Task to complete
Using the records below, give again exactly the lines from the line that contains "Self::new().with_shape(FieldShape::List(Box::new(items)))" through the line that contains "self.required = true;", both ends included, and only those.
[Dataset entries — start]
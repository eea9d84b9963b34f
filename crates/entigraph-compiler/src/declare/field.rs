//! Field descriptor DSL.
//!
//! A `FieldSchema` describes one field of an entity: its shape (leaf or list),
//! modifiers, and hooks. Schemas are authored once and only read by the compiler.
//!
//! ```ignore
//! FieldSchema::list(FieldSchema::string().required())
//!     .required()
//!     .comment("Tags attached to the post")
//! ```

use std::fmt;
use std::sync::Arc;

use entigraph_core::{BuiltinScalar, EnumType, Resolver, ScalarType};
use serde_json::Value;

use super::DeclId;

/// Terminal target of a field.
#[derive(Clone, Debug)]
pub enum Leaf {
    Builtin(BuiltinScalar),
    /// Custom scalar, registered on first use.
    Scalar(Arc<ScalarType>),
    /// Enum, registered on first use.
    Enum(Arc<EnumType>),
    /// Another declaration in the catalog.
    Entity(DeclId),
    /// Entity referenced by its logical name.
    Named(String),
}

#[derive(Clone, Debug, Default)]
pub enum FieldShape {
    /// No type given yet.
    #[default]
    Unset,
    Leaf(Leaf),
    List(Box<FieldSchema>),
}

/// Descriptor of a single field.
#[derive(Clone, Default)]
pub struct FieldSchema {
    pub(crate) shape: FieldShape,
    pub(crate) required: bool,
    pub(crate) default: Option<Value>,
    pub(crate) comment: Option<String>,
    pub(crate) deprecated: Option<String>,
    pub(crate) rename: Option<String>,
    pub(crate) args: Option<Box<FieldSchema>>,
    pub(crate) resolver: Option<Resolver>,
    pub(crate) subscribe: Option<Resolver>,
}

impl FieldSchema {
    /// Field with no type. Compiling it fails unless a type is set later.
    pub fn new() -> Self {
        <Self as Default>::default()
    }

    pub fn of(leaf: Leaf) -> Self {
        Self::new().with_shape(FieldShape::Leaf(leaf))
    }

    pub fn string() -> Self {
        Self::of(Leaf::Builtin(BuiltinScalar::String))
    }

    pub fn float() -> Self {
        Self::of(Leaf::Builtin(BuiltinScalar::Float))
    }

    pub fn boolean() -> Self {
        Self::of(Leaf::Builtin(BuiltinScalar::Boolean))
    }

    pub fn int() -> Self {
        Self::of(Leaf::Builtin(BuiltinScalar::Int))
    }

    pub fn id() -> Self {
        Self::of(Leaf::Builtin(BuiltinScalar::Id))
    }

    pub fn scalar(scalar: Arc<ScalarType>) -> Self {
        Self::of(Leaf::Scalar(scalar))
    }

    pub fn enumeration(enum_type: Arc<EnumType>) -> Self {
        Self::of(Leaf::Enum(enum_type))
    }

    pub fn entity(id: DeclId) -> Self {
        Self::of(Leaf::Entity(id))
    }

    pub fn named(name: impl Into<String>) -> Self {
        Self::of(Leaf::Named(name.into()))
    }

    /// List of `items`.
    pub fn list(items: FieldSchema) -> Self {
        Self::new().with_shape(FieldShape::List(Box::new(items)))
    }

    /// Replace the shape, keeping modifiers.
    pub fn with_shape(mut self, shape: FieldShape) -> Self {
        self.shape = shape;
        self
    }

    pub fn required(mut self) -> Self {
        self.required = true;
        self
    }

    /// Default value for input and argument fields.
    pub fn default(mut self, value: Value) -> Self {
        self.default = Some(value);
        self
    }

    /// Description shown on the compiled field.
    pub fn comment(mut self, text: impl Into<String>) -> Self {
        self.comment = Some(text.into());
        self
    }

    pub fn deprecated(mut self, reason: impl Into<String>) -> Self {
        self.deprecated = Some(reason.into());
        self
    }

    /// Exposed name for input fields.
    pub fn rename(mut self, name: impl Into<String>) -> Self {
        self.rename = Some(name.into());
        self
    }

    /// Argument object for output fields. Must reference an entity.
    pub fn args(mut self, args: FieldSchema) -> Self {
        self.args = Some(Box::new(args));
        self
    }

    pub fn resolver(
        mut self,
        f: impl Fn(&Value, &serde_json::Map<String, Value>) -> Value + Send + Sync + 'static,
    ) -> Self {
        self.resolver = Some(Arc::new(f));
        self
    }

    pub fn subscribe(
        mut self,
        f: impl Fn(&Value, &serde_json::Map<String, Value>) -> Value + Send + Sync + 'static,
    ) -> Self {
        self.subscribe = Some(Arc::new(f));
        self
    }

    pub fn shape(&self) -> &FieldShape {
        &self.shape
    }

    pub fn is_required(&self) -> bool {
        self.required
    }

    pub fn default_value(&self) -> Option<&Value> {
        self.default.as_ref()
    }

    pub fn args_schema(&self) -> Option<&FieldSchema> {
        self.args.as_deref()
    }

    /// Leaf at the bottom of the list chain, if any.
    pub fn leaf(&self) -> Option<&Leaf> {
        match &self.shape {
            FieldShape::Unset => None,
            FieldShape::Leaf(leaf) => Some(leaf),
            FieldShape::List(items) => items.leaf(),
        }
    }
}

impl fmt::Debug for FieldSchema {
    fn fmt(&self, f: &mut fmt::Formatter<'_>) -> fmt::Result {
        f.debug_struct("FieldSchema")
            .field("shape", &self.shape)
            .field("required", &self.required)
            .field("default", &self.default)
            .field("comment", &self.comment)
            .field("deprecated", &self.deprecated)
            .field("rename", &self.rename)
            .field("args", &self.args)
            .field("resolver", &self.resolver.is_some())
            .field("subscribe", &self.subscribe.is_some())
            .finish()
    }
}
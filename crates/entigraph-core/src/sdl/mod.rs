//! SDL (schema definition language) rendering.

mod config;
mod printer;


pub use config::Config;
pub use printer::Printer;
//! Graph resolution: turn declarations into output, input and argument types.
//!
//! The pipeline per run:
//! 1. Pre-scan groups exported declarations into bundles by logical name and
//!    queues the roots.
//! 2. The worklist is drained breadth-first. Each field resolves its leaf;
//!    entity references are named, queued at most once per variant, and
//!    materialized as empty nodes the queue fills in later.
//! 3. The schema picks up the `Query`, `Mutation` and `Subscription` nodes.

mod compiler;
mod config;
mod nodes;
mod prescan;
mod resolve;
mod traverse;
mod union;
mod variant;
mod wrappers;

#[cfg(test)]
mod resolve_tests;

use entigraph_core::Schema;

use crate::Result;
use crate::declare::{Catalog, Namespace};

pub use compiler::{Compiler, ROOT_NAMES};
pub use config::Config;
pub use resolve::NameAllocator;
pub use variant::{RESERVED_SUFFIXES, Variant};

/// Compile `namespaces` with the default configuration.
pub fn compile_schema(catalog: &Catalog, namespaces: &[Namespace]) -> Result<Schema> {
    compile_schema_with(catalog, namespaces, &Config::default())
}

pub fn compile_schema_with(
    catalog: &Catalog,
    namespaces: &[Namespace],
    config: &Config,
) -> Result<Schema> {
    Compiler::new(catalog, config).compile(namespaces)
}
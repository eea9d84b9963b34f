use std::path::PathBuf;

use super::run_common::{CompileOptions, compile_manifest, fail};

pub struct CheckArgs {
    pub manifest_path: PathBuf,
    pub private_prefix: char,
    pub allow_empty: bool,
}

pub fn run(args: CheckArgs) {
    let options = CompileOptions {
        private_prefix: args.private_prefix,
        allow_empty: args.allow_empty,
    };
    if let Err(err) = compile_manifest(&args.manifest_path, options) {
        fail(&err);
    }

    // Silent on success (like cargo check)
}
[Dataset entries — finish]
Response area
        Self::new().with_shape(FieldShape::List(Box::new(items)))
    }

    /// Replace the shape, keeping modifiers.
    pub fn with_shape(mut self, shape: FieldShape) -> Self {
        self.shape = shape;
        self
    }

    pub fn required(mut self) -> Self {
        self.required = true;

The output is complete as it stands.